- Festival premiere poster
- Directed by: Tom Beard
- Written by: Tom Beard
- Produced by: Emma Comley Sadie Frost
- Starring: Samantha Morton; Billie Piper; Emilia Jones; Bella Ramsey; Badger Skelton; Daniel Mays;
- Cinematography: Tim Sidell
- Edited by: Izabella Curry
- Music by: Rodaidh McDonald
- Production companies: Blonde to Black Pictures; Goldfinch; Head Gear Films; Metrol Technology; Creative England; BFI;
- Distributed by: Lorton Distribution (UK)
- Release date: 27 September 2018;
- Running time: 89 minutes
- Country: United Kingdom
- Language: English

= Two for Joy =

Two for Joy is a 2018 British psychological drama film written and directed by Tom Beard and starring Samantha Morton, Billie Piper, Emilia Jones, Bella Ramsey, Badger Skelton, and Daniel Mays. It is Beard's feature directorial debut.
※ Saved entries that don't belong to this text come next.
//! # Storage Setup
//!
//! Selects and opens exactly one provider. A database URL wins over an
//! embedded path; the relational backend needs a tenant name, which is
//! checked before any connection attempt.

use crate::domain::SetupError;
use crate::ports::PersistenceProvider;
use std::sync::Arc;
use tracing::{error, info};

#[cfg(feature = "relational")]
use crate::adapters::PoolConfig;
#[cfg(feature = "rocksdb")]
use crate::adapters::{RocksDbConfig, RocksDbStore};

/// Embedded store location when none is configured.
pub const DEFAULT_DB_PATH: &str = "./data/relay-store";

/// Where and how to open the store.
#[derive(Debug, Clone, Default)]
pub struct StorageConfig {
    /// Embedded store directory. Empty means [`DEFAULT_DB_PATH`].
    pub path: String,
    /// Relational database URL (`postgres://...`, `sqlite://...`).
    pub url: Option<String>,
    /// Tenant scoping every relational row.
    pub tenant: Option<String>,
    #[cfg(feature = "relational")]
    pub pool: PoolConfig,
    /// Run embedded writes without fsync.
    pub relaxed_sync: bool,
}

impl StorageConfig {
    pub fn new(
        path: impl Into<String>,
        url: Option<String>,
        tenant: Option<String>,
    ) -> Self {
        Self {
            path: path.into(),
            url: url.filter(|u| !u.trim().is_empty()),
            tenant: tenant.filter(|t| !t.trim().is_empty()),
            ..Default::default()
        }
    }

    pub fn embedded_path(&self) -> &str {
        if self.path.trim().is_empty() {
            DEFAULT_DB_PATH
        } else {
            &self.path
        }
    }
}

/// Open the configured provider.
///
/// Failures are logged here and returned; no provider is left half-open.
pub async fn configure_storage(
    config: &StorageConfig,
) -> Result<Arc<dyn PersistenceProvider>, SetupError> {
    if let Some(url) = &config.url {
        let Some(tenant) = &config.tenant else {
            error!("[sr-01] Database URL configured without a tenant name");
            return Err(SetupError::MissingTenant);
        };
        return open_relational(url, tenant, config).await;
    }

    open_embedded(config)
}

#[cfg(feature = "relational")]
async fn open_relational(
    url: &str,
    tenant: &str,
    config: &StorageConfig,
) -> Result<Arc<dyn PersistenceProvider>, SetupError> {
    let store = crate::adapters::RelationalStore::connect(url, tenant, &config.pool)
        .await
        .map_err(|e| {
            error!("[sr-01] Relational store setup failed: {}", e);
            SetupError::Open(e)
        })?;
    info!("[sr-01] Using relational storage for tenant {}", tenant);
    Ok(Arc::new(store))
}

#[cfg(not(feature = "relational"))]
async fn open_relational(
    _url: &str,
    _tenant: &str,
    _config: &StorageConfig,
) -> Result<Arc<dyn PersistenceProvider>, SetupError> {
    Err(SetupError::Open(crate::domain::StoreError::Open {
        message: "relational backend not compiled in".to_string(),
    }))
}

#[cfg(feature = "rocksdb")]
fn open_embedded(config: &StorageConfig) -> Result<Arc<dyn PersistenceProvider>, SetupError> {
    let path = config.embedded_path();
    if let Some(parent) = std::path::Path::new(path).parent() {
        if !parent.as_os_str().is_empty() {
            std::fs::create_dir_all(parent).map_err(|e| {
                error!("[sr-01] Cannot create {}: {}", parent.display(), e);
                SetupError::Open(crate::domain::StoreError::Open {
                    message: format!("cannot create {}: {e}", parent.display()),
                })
            })?;
        }
    }

    let rocks_config = if config.relaxed_sync {
        RocksDbConfig::for_testing(path)
    } else {
        RocksDbConfig {
            path: path.to_string(),
            ..Default::default()
        }
    };
    let store = RocksDbStore::open(rocks_config).map_err(|e| {
        error!("[sr-01] Embedded store setup failed: {}", e);
        SetupError::Open(e)
    })?;
    info!("[sr-01] Using embedded storage at {}", path);
    Ok(Arc::new(store))
}

#[cfg(not(feature = "rocksdb"))]
fn open_embedded(_config: &StorageConfig) -> Result<Arc<dyn PersistenceProvider>, SetupError> {
    Err(SetupError::Open(crate::domain::StoreError::Open {
        message: "embedded backend not compiled in".to_string(),
    }))
}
The film premiered on 27 September 2018, in the United Kingdom, and was later widely released two years later on 27 April 2021.

==Premise==
When Aisha descends into depression after her husband's death, her oldest daughter Vi finds herself forced to bear the major responsibilities of a parent, while her younger son Troy is excluded from school and increasingly cut off from the rest of the family. From there, an unexpected tragedy will either make or break an already fractured family.

==Cast==
- Samantha Morton as Aisha
- Emilia Jones as Vi
- Billie Piper as Lillah
- Bella Ramsey as Miranda
- Badger Skelton as Troy
- Daniel Mays as Lias

==Reception==
The film has rating on Rotten Tomatoes out of 16 reviews. Beth Webb of Empire awarded the film four stars out of five.

Stephen Farber of The Hollywood Reporter gave the film a positive review and wrote "Beard expects us to learn about the characters through their physical interactions as well as their facial expressions, and we end up caring deeply about these people even without conventional movie storytelling."